>>>>>

//! Sample formats and byte order.

use std::fmt;
use std::str::FromStr;

use serde::Serialize;

use crate::error::CafError;

/// Sample encodings this codec can frame.
#[derive(Debug, Clone, Copy, PartialEq, Eq, Hash, Serialize)]
#[serde(rename_all = "lowercase")]
pub enum SampleFormat {
    /// Signed 16-bit integer PCM.
    Pcm16,
    /// Signed 24-bit integer PCM.
    Pcm24,
    /// Signed 32-bit integer PCM.
    Pcm32,
    /// 32-bit IEEE float.
    Float32,
    /// 64-bit IEEE float.
    Float64,
    /// 8-bit A-law.
    ALaw,
    /// 8-bit µ-law.
    ULaw,
}

impl SampleFormat {
    /// All supported formats.
    pub const ALL: [SampleFormat; 7] = [
        SampleFormat::Pcm16,
        SampleFormat::Pcm24,
        SampleFormat::Pcm32,
        SampleFormat::Float32,
        SampleFormat::Float64,
        SampleFormat::ALaw,
        SampleFormat::ULaw,
    ];

    /// Bytes occupied by one sample of one channel.
    pub fn byte_width(self) -> u32 {
        match self {
            SampleFormat::Pcm16 => 2,
            SampleFormat::Pcm24 => 3,
            SampleFormat::Pcm32 => 4,
            SampleFormat::Float32 => 4,
            SampleFormat::Float64 => 8,
            SampleFormat::ALaw | SampleFormat::ULaw => 1,
        }
    }

    /// Bits per channel as declared in the descriptor.
    pub fn bits_per_channel(self) -> u32 {
        self.byte_width() * 8
    }

    /// Returns true for the IEEE float formats.
    pub fn is_float(self) -> bool {
        matches!(self, SampleFormat::Float32 | SampleFormat::Float64)
    }

    /// Short name, as accepted by [`FromStr`].
    pub fn name(self) -> &'static str {
        match self {
            SampleFormat::Pcm16 => "pcm16",
            SampleFormat::Pcm24 => "pcm24",
            SampleFormat::Pcm32 => "pcm32",
            SampleFormat::Float32 => "float32",
            SampleFormat::Float64 => "float64",
            SampleFormat::ALaw => "alaw",
            SampleFormat::ULaw => "ulaw",
        }
    }

    /// One-line description.
    pub fn description(self) -> &'static str {
        match self {
            SampleFormat::Pcm16 => "Signed 16 bit data",
            SampleFormat::Pcm24 => "Signed 24 bit data",
            SampleFormat::Pcm32 => "Signed 32 bit data",
            SampleFormat::Float32 => "32 bit float data",
            SampleFormat::Float64 => "64 bit float data",
            SampleFormat::ALaw => "A-Law",
            SampleFormat::ULaw => "U-Law",
        }
    }
}

impl fmt::Display for SampleFormat {
    fn fmt(&self, f: &mut fmt::Formatter<'_>) -> fmt::Result {
        f.write_str(self.name())
    }
}

impl FromStr for SampleFormat {
    type Err = CafError;

    fn from_str(s: &str) -> Result<Self, Self::Err> {
        let lower = s.trim().to_ascii_lowercase();
        match lower.as_str() {
            "pcm16" | "pcm_16" | "s16" => Ok(SampleFormat::Pcm16),
            "pcm24" | "pcm_24" | "s24" => Ok(SampleFormat::Pcm24),
            "pcm32" | "pcm_32" | "s32" => Ok(SampleFormat::Pcm32),
            "float32" | "float" | "f32" => Ok(SampleFormat::Float32),
            "float64" | "double" | "f64" => Ok(SampleFormat::Float64),
            "alaw" | "a-law" => Ok(SampleFormat::ALaw),
            "ulaw" | "u-law" | "mulaw" => Ok(SampleFormat::ULaw),
            _ => Err(CafError::unsupported(format!(
                "unimplemented sample format '{}'",
                s
            ))),
        }
    }
}

/// Byte order of the samples in a stream.
#[derive(Debug, Clone, Copy, PartialEq, Eq, Hash, Serialize)]
#[serde(rename_all = "lowercase")]
pub enum Endianness {
    /// Most significant byte first.
    Big,
    /// Least significant byte first.
    Little,
}

impl Endianness {
    /// The byte order of the CPU this code was compiled for.
    ///
    /// Falls back to big-endian on targets that are not little-endian.
    pub fn native() -> Self {
        if cfg!(target_endian = "little") {
            Endianness::Little
        } else {
            Endianness::Big
        }
    }

    /// Short name.
    pub fn name(self) -> &'static str {
        match self {
            Endianness::Big => "big",
            Endianness::Little => "little",
        }
    }
}

impl fmt::Display for Endianness {
    fn fmt(&self, f: &mut fmt::Formatter<'_>) -> fmt::Result {
        f.write_str(self.name())
    }
}

/// Byte order requested by a writer.
#[derive(Debug, Clone, Copy, PartialEq, Eq, Default)]
pub enum EndianRequest {
    /// No preference; the native CPU order is used.
    #[default]
    File,
    /// Force little-endian.
    Little,
    /// Force big-endian.
    Big,
    /// Force the native CPU order.
    Cpu,
}

impl EndianRequest {
    /// Resolves the request to a concrete byte order.
    pub fn resolve(self) -> Endianness {
        match self {
            EndianRequest::Little => Endianness::Little,
            EndianRequest::Big => Endianness::Big,
            EndianRequest::File | EndianRequest::Cpu => Endianness::native(),
        }
    }
}

impl From<Endianness> for EndianRequest {
    fn from(endianness: Endianness) -> Self {
        match endianness {
            Endianness::Big => EndianRequest::Big,
            Endianness::Little => EndianRequest::Little,
        }
    }
}

impl FromStr for EndianRequest {
    type Err = CafError;

    fn from_str(s: &str) -> Result<Self, Self::Err> {
        match s.trim().to_ascii_lowercase().as_str() {
            "file" | "default" => Ok(EndianRequest::File),
            "little" | "le" => Ok(EndianRequest::Little),
            "big" | "be" => Ok(EndianRequest::Big),
            "cpu" | "native" => Ok(EndianRequest::Cpu),
            _ => Err(CafError::invalid_param(
                "endian",
                format!("expected file, little, big or cpu, got '{}'", s),
            )),
        }
    }
}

<<<<<

● **Work item**
Across the listing, count every line with the word "IEEE" in it. Answer with the number alone.

● **Written reply**
3